→ **Problem**: Where in the data below does the word "lookup" appear? Copy every line that has it.

[Collected data entries]
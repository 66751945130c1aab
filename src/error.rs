//! Error types for catalog parsing, panorama loading and tour navigation.

use thiserror::Error;

/// Errors raised by the gallery core.
///
/// Only [`GalleryError::MalformedCatalog`] stops the feature from working.
/// Everything else is recoverable: the caller logs it and keeps the current view.
#[derive(Error, Debug, Clone, PartialEq)]
pub enum GalleryError {
    /// The catalog document could not be turned into a usable catalog
    #[error("Malformed catalog: {message}")]
    MalformedCatalog {
        /// Description of what is wrong with the document
        message: String,
    },

    /// A panorama could not be fetched or decoded
    #[error("Failed to load media '{url}': {cause}")]
    MediaLoadFailed {
        /// URL of the media that failed
        url: String,
        /// Underlying fetch or decode failure
        cause: String,
    },

    /// A hotspot asked for an icon the registry does not have
    #[error("Icon not found: {name}")]
    IconNotFound {
        /// Bare icon name that was looked up
        name: String,
    },

    /// A hotspot targets a node that is not part of the live tour
    #[error("Unknown tour node: {id}")]
    UnknownNode {
        /// The node id that could not be resolved
        id: String,
    },

    /// An annotation color string could not be parsed
    #[error("Invalid color '{value}'")]
    InvalidColor {
        /// The offending color string
        value: String,
    },

    /// A tour was requested for a category that is not a tour
    #[error("Category '{category}' is not a tour")]
    NotATour {
        /// Name of the category
        category: String,
    },

    /// A tour or panorama was requested for a category without items
    #[error("Category '{category}' has no items")]
    EmptyCategory {
        /// Name of the category
        category: String,
    },

    /// The navigator cannot perform the operation in its current state
    #[error("Cannot {operation} while {state}")]
    InvalidState {
        /// Operation that was attempted
        operation: &'static str,
        /// Name of the state the navigator was in
        state: &'static str,
    },
}

impl GalleryError {
    /// Create a malformed catalog error.
    pub fn malformed(message: impl Into<String>) -> Self {
        Self::MalformedCatalog {
            message: message.into(),
        }
    }

    /// Create a media load failure.
    pub fn media_load_failed(url: impl Into<String>, cause: impl ToString) -> Self {
        Self::MediaLoadFailed {
            url: url.into(),
            cause: cause.to_string(),
        }
    }

    /// Create an icon lookup failure.
    pub fn icon_not_found(name: impl Into<String>) -> Self {
        Self::IconNotFound { name: name.into() }
    }

    /// Create an unknown node error.
    pub fn unknown_node(id: impl Into<String>) -> Self {
        Self::UnknownNode { id: id.into() }
    }

    /// Create an invalid color error.
    pub fn invalid_color(value: impl Into<String>) -> Self {
        Self::InvalidColor {
            value: value.into(),
        }
    }

    /// Whether the feature can keep working after this error.
    pub fn is_recoverable(&self) -> bool {
        !matches!(self, Self::MalformedCatalog { .. })
    }
}

impl From<serde_json::Error> for GalleryError {
    fn from(err: serde_json::Error) -> Self {
        Self::malformed(format!("JSON error: {}", err))
    }
}

#[cfg(test)]
mod tests {
    use super::*;

    #[test]
    fn test_only_malformed_catalog_is_fatal() {
        assert!(!GalleryError::malformed("x").is_recoverable());
        assert!(GalleryError::media_load_failed("a.jpg", "404").is_recoverable());
        assert!(GalleryError::icon_not_found("arrow").is_recoverable());
        assert!(GalleryError::unknown_node("C").is_recoverable());
        assert!(GalleryError::invalid_color("#ZZZZZZ").is_recoverable());
    }

    #[test]
    fn test_display_includes_context() {
        let err = GalleryError::media_load_failed("pano/a.jpg", "connection reset");
        assert_eq!(
            err.to_string(),
            "Failed to load media 'pano/a.jpg': connection reset"
        );
    }

    #[test]
    fn test_json_error_becomes_malformed_catalog() {
        let json_err = serde_json::from_str::<serde_json::Value>("{").unwrap_err();
        let err: GalleryError = json_err.into();
        assert!(matches!(err, GalleryError::MalformedCatalog { .. }));
    }
}
//! Hotspot definitions attached to panorama nodes.

use glam::Vec3;

/// Styled text shown on an informational hotspot.
#[derive(Debug, Clone, PartialEq)]
pub struct Annotation {
    /// Text to display
    pub text: String,
    /// Color string as authored (HTML notation, may be invalid)
    pub color: String,
    /// Font size in points; non-positive means "use the default"
    pub size: f32,
}

impl Annotation {
    /// Create an annotation with the given text, color and size.
    pub fn new(text: &str, color: &str, size: f32) -> Self {
        Self {
            text: text.to_string(),
            color: color.to_string(),
            size,
        }
    }

    /// Whether there is any visible text.
    pub fn has_text(&self) -> bool {
        !self.text.trim().is_empty()
    }
}

/// A spatially anchored marker on a panorama.
///
/// Owned by its parent item and never mutated after the catalog is loaded.
#[derive(Debug, Clone, PartialEq)]
pub struct HotspotSpec {
    /// Anchor in the panorama's local (left-handed) frame
    pub anchor_position: Vec3,
    /// Node to navigate to; `None` means informational only
    pub target_node_id: Option<String>,
    /// Icon file reference, resolved by bare name against the icon registry
    pub icon_ref: Option<String>,
    /// Text annotation
    pub annotation: Option<Annotation>,
}

impl HotspotSpec {
    /// Create an empty (inert) hotspot at the given anchor.
    pub fn new(anchor_position: Vec3) -> Self {
        Self {
            anchor_position,
            target_node_id: None,
            icon_ref: None,
            annotation: None,
        }
    }

    /// Set the navigation target.
    pub fn with_target(mut self, node_id: &str) -> Self {
        self.target_node_id = Some(node_id.to_string());
        self
    }

    /// Set the icon reference.
    pub fn with_icon(mut self, icon_ref: &str) -> Self {
        self.icon_ref = Some(icon_ref.to_string());
        self
    }

    /// Set the annotation.
    pub fn with_annotation(mut self, annotation: Annotation) -> Self {
        self.annotation = Some(annotation);
        self
    }

    /// Node this hotspot navigates to when clicked.
    ///
    /// Only icon hotspots navigate; a target on an annotation-only hotspot is ignored.
    pub fn navigation_target(&self) -> Option<&str> {
        self.icon_ref.as_ref()?;
        self.target_node_id.as_deref()
    }

    /// Annotation with visible text, if any.
    pub fn visible_annotation(&self) -> Option<&Annotation> {
        self.annotation.as_ref().filter(|a| a.has_text())
    }

    /// A hotspot with neither navigation nor text renders nothing useful.
    pub fn is_inert(&self) -> bool {
        self.navigation_target().is_none() && self.visible_annotation().is_none()
    }
}
//! Global constants for the gallery core

/// File extensions treated as video when an item does not declare its media type
pub const VIDEO_EXTENSIONS: &[&str] = &["mp4", "webm", "mov", "m4v", "mkv"];

/// File extensions the icon registry picks up from a directory
pub const IMAGE_EXTENSIONS: &[&str] = &["png", "jpg", "jpeg", "gif", "bmp", "webp", "tiff", "tif"];

/// World-space edge length of an icon billboard
pub const DEFAULT_ICON_SCALE: f32 = 0.5;

/// World units per font point for text billboards
pub const DEFAULT_TEXT_SCALE: f32 = 0.01;

/// Font size used when an annotation does not carry a usable size
pub const DEFAULT_FONT_SIZE: f32 = 24.0;

/// Fallback color for annotations whose color cannot be parsed (white)
pub const DEFAULT_TEXT_COLOR: [u8; 4] = [255, 255, 255, 255];

/// Name of the background worker thread used for panorama loads
pub const LOADER_THREAD_NAME: &str = "panorama-loader";
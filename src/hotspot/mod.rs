//! Hotspot placement: icon lookup, billboard orientation and content resolution.

mod icons;
mod placement;

pub use icons::{Icon, IconRegistry, bare_icon_name};
pub use placement::{
    HotspotPlacer, HotspotVisual, PlacedHotspot, PlacementConfig, facing_rotation, mirror_x,
};
//! Tour navigation: the live session, the navigator state machine and the
//! render-facing stage it drives.

mod navigator;
mod session;
mod stage;

#[cfg(test)]
mod tests;

pub use navigator::{NoopListener, TourListener, TourNavigator, TourState, ViewerPosition};
pub use session::TourSession;
pub use stage::{Background, Playback, Stage};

→ **Exercise response**:
    /// Create an icon lookup failure.
//! Hotspot placement: icon lookup, billboard orientation and content resolution.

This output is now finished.